In early May, Russian President Vladimir Putin met at the Kremlin with the President of the Republic of the Congo, Denis Sassou Nguesso, who visited Moscow to take part in events dedicated to the 80th anniversary of Victory in the Great Patriotic War. President Putin noted that Russia and Congo share friendly relations based on equality and mutual respect, and emphasised that strengthening ties with African countries is one of Russia’s foreign policy priorities. Russia and the Republic of the Congo already have a shared history, and one living example of this is Mabiala Gilbert, now a Crimean resident, Candidate of Sciences in Economics, and Associate Professor at the Department of Economics and the Department of Banking and Finance at the Institute of Economics and Management of V.I. Vernadsky Crimean Federal University.
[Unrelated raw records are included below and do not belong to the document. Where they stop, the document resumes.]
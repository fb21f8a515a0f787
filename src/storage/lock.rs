//! Exclusive repository lock.
//!
//! Every mutating command holds this lock from the moment the repository is
//! opened until its state files are written. Acquisition never blocks: a
//! second writer fails immediately with `RepositoryLocked`. The OS releases
//! the lock when the guard is dropped or the process dies.

use std::fs::{File, OpenOptions};
use std::io;
use std::path::{Path, PathBuf};

use fs2::FileExt;

use crate::storage::error::{StorageError, StorageResult};

/// An exclusive lock on the repository, released on drop.
#[derive(Debug)]
pub struct RepoLock {
    path: PathBuf,
    file: Option<File>,
}

impl RepoLock {
    /// try to take the lock at `path`
    pub fn acquire(path: &Path) -> StorageResult<Self> {
        let file = OpenOptions::new()
            .read(true)
            .write(true)
            .create(true)
            .truncate(false)
            .open(path)?;

        match file.try_lock_exclusive() {
            Ok(()) => {
                tracing::debug!(path = %path.display(), "acquired repository lock");
                Ok(Self {
                    path: path.to_path_buf(),
                    file: Some(file),
                })
            }
            Err(e) if e.kind() == io::ErrorKind::WouldBlock => Err(StorageError::RepositoryLocked),
            Err(e) if e.raw_os_error() == fs2::lock_contended_error().raw_os_error() => {
                Err(StorageError::RepositoryLocked)
            }
            Err(e) => Err(StorageError::Io(e)),
        }
    }

    pub fn is_held(&self) -> bool {
        self.file.is_some()
    }

    pub fn path(&self) -> &Path {
        &self.path
    }

    /// release the lock explicitly
    pub fn release(mut self) -> StorageResult<()> {
        if let Some(file) = self.file.take() {
            file.unlock()?;
        }
        Ok(())
    }
}

impl Drop for RepoLock {
    fn drop(&mut self) {
        if let Some(file) = self.file.take() {
            let _ = file.unlock();
        }
    }
}

#[cfg(test)]
mod tests {
    use super::*;
    use tempfile::TempDir;

    #[test]
    fn test_acquire_and_release() {
        let dir = TempDir::new().unwrap();
        let path = dir.path().join("lock");

        let lock = RepoLock::acquire(&path).unwrap();
        assert!(lock.is_held());
        assert_eq!(lock.path(), path);
        lock.release().unwrap();

        // free again after release
        let again = RepoLock::acquire(&path).unwrap();
        assert!(again.is_held());
    }

    #[test]
    fn test_second_writer_is_refused() {
        let dir = TempDir::new().unwrap();
        let path = dir.path().join("lock");

        let _held = RepoLock::acquire(&path).unwrap();
        assert!(matches!(
            RepoLock::acquire(&path),
            Err(StorageError::RepositoryLocked)
        ));
    }

    #[test]
    fn test_drop_releases() {
        let dir = TempDir::new().unwrap();
        let path = dir.path().join("lock");

        {
            let _lock = RepoLock::acquire(&path).unwrap();
        }
        assert!(RepoLock::acquire(&path).is_ok());
    }
}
“The Vernadsky CFU Veteran of Labour certificate is awarded to those who have worked at the university for 25 years. That’s the minimum required. In fact, I’ve been working here, in Crimea, for over 30 years now,” Gilbert clarifies. He speaks fluent Russian, as well as French and English. “I came to the peninsula, as I now realise, thanks to a fortunate twist of fate. Since the early 1960s, there were very close ties between the USSR and African countries. And it’s wonderful that they’re being actively renewed today. Back then, Congolese citizens were granted quotas to study at Soviet universities. In 1988, as a young man from a large family, already enrolled at the University of Brazzaville – the capital and largest city of the country – I was granted such a quota. At that time, the Soviet Union granted 350 scholarships annually to Congolese students alone, not counting those from other African and Latin American countries.”
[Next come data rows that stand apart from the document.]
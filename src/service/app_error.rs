// Copyright 2025 jonefeewang@gmail.com
//
// Licensed under the Apache License, Version 2.0 (the "License");
// you may not use this file except in compliance with the License.
// You may obtain a copy of the License at
//
//     http://www.apache.org/licenses/LICENSE-2.0
//
// Unless required by applicable law or agreed to in writing, software
// distributed under the License is distributed on an "AS IS" BASIS,
// WITHOUT WARRANTIES OR CONDITIONS OF ANY KIND, either express or implied.
// See the License for the specific language governing permissions and
// limitations under the License.

use std::fmt;

pub type AppResult<T> = Result<T, AppError>;

/// The TLV sub-field an I/O failure happened in.
#[derive(Debug, Clone, Copy, PartialEq, Eq)]
pub enum FrameField {
    Type,
    Length,
    Value,
}

impl fmt::Display for FrameField {
    fn fmt(&self, f: &mut fmt::Formatter<'_>) -> fmt::Result {
        match self {
            FrameField::Type => write!(f, "type"),
            FrameField::Length => write!(f, "length"),
            FrameField::Value => write!(f, "value"),
        }
    }
}

#[derive(Debug, thiserror::Error)]
pub enum AppError {
    /// codec errors, each one knows how many bytes crossed the wire
    #[error("I/O error on {field} field after {transferred} bytes: {source}")]
    Io {
        field: FrameField,
        transferred: u64,
        #[source]
        source: std::io::Error,
    },

    #[error("invalid type tag: expected {expected}, got {actual}")]
    InvalidType { expected: u8, actual: u8 },

    #[error("unknown type tag: {actual}")]
    UnknownType { actual: u8 },

    #[error("maximum payload size exceeded: {length} > {max}")]
    ExceedsMaxPayload { length: u32, max: u32 },

    #[error("text payload is not valid utf-8 ({transferred} bytes read)")]
    InvalidUtf8 { transferred: u64 },

    /// scope errors
    #[error("deadline exceeded: {0}")]
    Timeout(String),

    #[error("canceled: {0}")]
    Cancelled(String),

    /// general errors
    #[error("illegal state: {0}")]
    IllegalStateError(String),

    #[error("invalid value: {0}")]
    InvalidValue(String),

    #[error("io error: {0}")]
    IoError(#[from] std::io::Error),

    #[error("config file error: {0}")]
    ConfigFileError(#[from] config::ConfigError),
}

impl AppError {
    /// Bytes handed to the sink, or consumed from the source, before a codec
    /// operation failed. `None` for errors that are not raised by the codec.
    pub fn transferred(&self) -> Option<u64> {
        match self {
            AppError::Io { transferred, .. } => Some(*transferred),
            AppError::InvalidType { .. } | AppError::UnknownType { .. } => Some(1),
            AppError::ExceedsMaxPayload { .. } => Some(5),
            AppError::InvalidUtf8 { transferred } => Some(*transferred),
            _ => None,
        }
    }

    /// The peer broke the framing contract; the connection should be dropped
    /// rather than resynchronized.
    pub fn is_protocol_violation(&self) -> bool {
        matches!(
            self,
            AppError::InvalidType { .. }
                | AppError::UnknownType { .. }
                | AppError::ExceedsMaxPayload { .. }
        )
    }

    /// The source ended before the first byte of a frame, i.e. the peer went
    /// away cleanly rather than in the middle of a message.
    pub fn is_eof_between_frames(&self) -> bool {
        matches!(
            self,
            AppError::Io {
                field: FrameField::Type,
                transferred: 0,
                source,
            } if source.kind() == std::io::ErrorKind::UnexpectedEof
        )
    }

    pub(crate) fn io(field: FrameField, transferred: u64, source: std::io::Error) -> Self {
        AppError::Io {
            field,
            transferred,
            source,
        }
    }
}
Now 63 years old, Mabiala Gilbert still remembers in vivid detail how they were received in Moscow, then in Tashkent, and in Crimea.

“The USSR had a powerful international education system, which worked with foreign citizens who came to study in the country,” says Mabiala Gilbert. “We arrived in Moscow on Thursday, 1 September, landing at Sheremetyevo Airport. We were met and taken to the National Hotel. And on Sunday evening at 8:30, our group of seven took a train to Uzbekistan, to the Tashkent Institute of Irrigation Engineers and Agricultural Mechanisation, for a pre-university course in Russian. I still remember the incredible emotions. Just imagine: one day you’re in Congo, the next – in Moscow, and three days later in Tashkent. We had travelled half the country – such a huge one and so different from mine. Everything was unfamiliar!” he laughs.
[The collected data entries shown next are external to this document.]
use std::fmt;

use tokio::io::{AsyncRead, AsyncWrite};

use super::{read_length, read_tag, read_value, write_frame, Payload, MAX_PAYLOAD_SIZE, TEXT_TYPE};
use crate::{AppError, AppResult};

/// UTF-8 text, tag [`TEXT_TYPE`].
#[derive(Debug, Default, Clone, PartialEq, Eq)]
pub struct Text(String);

impl Text {
    pub fn new(value: impl Into<String>) -> Self {
        Text(value.into())
    }

    pub fn as_str(&self) -> &str {
        &self.0
    }

    pub fn into_inner(self) -> String {
        self.0
    }

    pub(crate) async fn read_body<R>(reader: &mut R, max: u32) -> AppResult<(Text, u64)>
    where
        R: AsyncRead + Unpin + Send,
    {
        let length = read_length(reader, max).await?;
        let value = read_value(reader, length).await?;
        let read = 5 + length as u64;
        let text = String::from_utf8(value).map_err(|_| AppError::InvalidUtf8 { transferred: read })?;
        Ok((Text(text), read))
    }
}

impl From<&str> for Text {
    fn from(value: &str) -> Self {
        Text(value.to_string())
    }
}

impl From<String> for Text {
    fn from(value: String) -> Self {
        Text(value)
    }
}

impl fmt::Display for Text {
    fn fmt(&self, f: &mut fmt::Formatter<'_>) -> fmt::Result {
        f.write_str(&self.0)
    }
}

impl Payload for Text {
    fn bytes(&self) -> &[u8] {
        self.0.as_bytes()
    }

    async fn read_from<R>(&mut self, reader: &mut R) -> AppResult<u64>
    where
        R: AsyncRead + Unpin + Send,
    {
        let tag = read_tag(reader).await?;
        if tag != TEXT_TYPE {
            return Err(AppError::InvalidType {
                expected: TEXT_TYPE,
                actual: tag,
            });
        }
        let (text, read) = Text::read_body(reader, MAX_PAYLOAD_SIZE).await?;
        *self = text;
        Ok(read)
    }

    async fn write_to<W>(&self, writer: &mut W) -> AppResult<u64>
    where
        W: AsyncWrite + Unpin + Send,
    {
        write_frame(writer, TEXT_TYPE, self.0.as_bytes()).await
    }
}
“We were met in Tashkent and taken straight to the 6th student hostel on Kary Niyazi Street. We submitted all the documents and underwent medical checks. On Monday, they took us to the institute’s administrative building, to the Faculty of Education, where foreign students studied, and the process began. I still remember the first time our Russian teacher, Tatiana Georgievna Levashova walked into the classroom. She is a wonderful person and teacher, I love her dearly. She still lives in Tashkent, and we still keep in touch on social media. Between September 1988 and July 1989, we stopped feeling like strangers: the atmosphere was so warm, even though of course we missed home.”

Gilbert remembers that learning Russian was a real challenge for many international students. But everyone studied with great enthusiasm, constantly asking their teachers questions and trying to learn more on their own. A community of about 30 senior African students and postgraduates helped the newcomers adjust during those first months.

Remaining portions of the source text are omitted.